Asymmetric nuclear division in neural stem cells generates sibling nuclei with different Identities
Invited by : Roland Le Borgne
Although nuclei are defining features of eukaryotes, we still do not fully understand how the nuclear compartment is duplicated and partitioned during division. This is important, as the mechanism of nuclear division differs profoundly across systems. In studying this process in Drosophila neural stem cells, we recently found that the nuclear compartment persists during mitosis due to the maintenance of a mitotic nuclear lamina.
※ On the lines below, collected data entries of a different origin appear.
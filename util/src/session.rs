//! Session management
//!
//! A session is one execution of an executable. Each session gets its own directory, named after
//! the executable and the time it started, which holds the log file and the archives.

// ---------------------------------------------------------------------------
// IMPORTS
// ---------------------------------------------------------------------------

// External imports
use chrono::{DateTime, Utc};
use conquer_once::OnceCell;
use std::fs;
use std::path::PathBuf;
use thiserror::Error;

// Internal imports
use crate::{host, time};

// ---------------------------------------------------------------------------
// STATICS
// ---------------------------------------------------------------------------

static SESSION_EPOCH: OnceCell<DateTime<Utc>> = OnceCell::uninit();

// ---------------------------------------------------------------------------
// CONSTANTS
// ---------------------------------------------------------------------------

/// A chrono format string which diplays a timestamp. See
/// https://docs.rs/chrono/0.4.11/chrono/format/strftime/index.html for more
/// information.
const TIMESTAMP_FORMAT: &str = "%Y%m%d_%H%M%S";

// ---------------------------------------------------------------------------
// DATA STRUCTURES
// ---------------------------------------------------------------------------

/// A struct storing information about the current session
#[derive(Clone, Debug)]
pub struct Session {
    /// The root directory for this session
    pub session_root: PathBuf,

    /// The root directory for this session's archives
    pub arch_root: PathBuf,

    /// The path to the session's log file
    pub log_file_path: PathBuf,
}

// ---------------------------------------------------------------------------
// ENUMERATIONS
// ---------------------------------------------------------------------------

/// Possible errors associated with the session module.
#[derive(Error, Debug)]
pub enum SessionError {
    #[error("The software root environment variable ({}) is not set", host::SW_ROOT_ENV_VAR)]
    SwRootNotSet,

    #[error("Cannot create the session directory: {0}")]
    CannotCreateDir(std::io::Error),

    #[error(
        "Cannot initialise the session epoch, have you already initialised the \
         session? (conquer_once error: {0})"
    )]
    CannotInitEpoch(conquer_once::TryInitError),

    #[error("Cannot get the epoch time, did you forget to initialise the session?")]
    CannotGetEpoch,
}

// ---------------------------------------------------------------------------
// IMPLEMENTATIONS
// ---------------------------------------------------------------------------

impl Session {
    /// Start a new session within the given directory.
    ///
    /// This will create a new session directory named `{exec_name}_{timestamp}` inside
    /// `$TRAJ_SW_ROOT/{sessions_dir}`.
    pub fn new(exec_name: &str, sessions_dir: &str) -> Result<Self, SessionError> {
        SESSION_EPOCH
            .try_init_once(Utc::now)
            .map_err(SessionError::CannotInitEpoch)?;

        let timestamp = match SESSION_EPOCH.get() {
            Some(e) => e.format(TIMESTAMP_FORMAT),
            None => return Err(SessionError::CannotGetEpoch),
        };

        let mut path = host::get_sw_root().map_err(|_| SessionError::SwRootNotSet)?;
        path.push(sessions_dir);
        path.push(format!("{}_{}", exec_name, timestamp));

        fs::create_dir_all(&path).map_err(SessionError::CannotCreateDir)?;

        let arch_path = path.join("arch");
        fs::create_dir_all(&arch_path).map_err(SessionError::CannotCreateDir)?;

        let log_file_path = path.join(format!("{}.log", exec_name));

        Ok(Session {
            session_root: path,
            arch_root: arch_path,
            log_file_path,
        })
    }
}

// ---------------------------------------------------------------------------
// PUBLIC FUNCTIONS
// ---------------------------------------------------------------------------

/// Get the number of seconds elapsed since the start of the session.
///
/// Returns NaN if the session has not been started yet or the elapsed time overflows.
pub fn get_elapsed_seconds() -> f64 {
    match SESSION_EPOCH.get() {
        Some(e) => time::duration_to_seconds(Utc::now() - *e).unwrap_or(std::f64::NAN),
        None => std::f64::NAN,
    }
}

/// Return a reference to the session's epoch, or `None` if no session has been started.
pub fn get_epoch() -> Option<&'static DateTime<Utc>> {
    SESSION_EPOCH.get()
}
This bounding spindle envelope is then asymmetrically remodelled and partitioned at division, giving rise to two daughter nuclei that profoundly differ in size (physical asymmetry) and envelope composition (molecular asymmetry).The asymmetry in the size of daughter nuclei following division results from: i) an asymmetric nuclear envelope resealing at mitotic exit that depends on the central spindle, and ii) a differential nuclear growth in early G1 that depends on the availability of ER/nuclear membranes reservoir in the cytoplasm. Furthermore, my data show that asymmetric nuclear division in this system is associated with a different chromatin organization between the two daughter nuclei as well as with an asymmetric distribution of several histone marks, before the cortical release of cell fate determinants. This suggests that the asymmetric remodelling of the nuclear envelope has profound functional consequences for these stem cell divisions. Taken together, these data make clear the importance of considering the path of nuclear re-modelling when investigating how a stem cell division generates two distinct sibling cells with different identities/fates.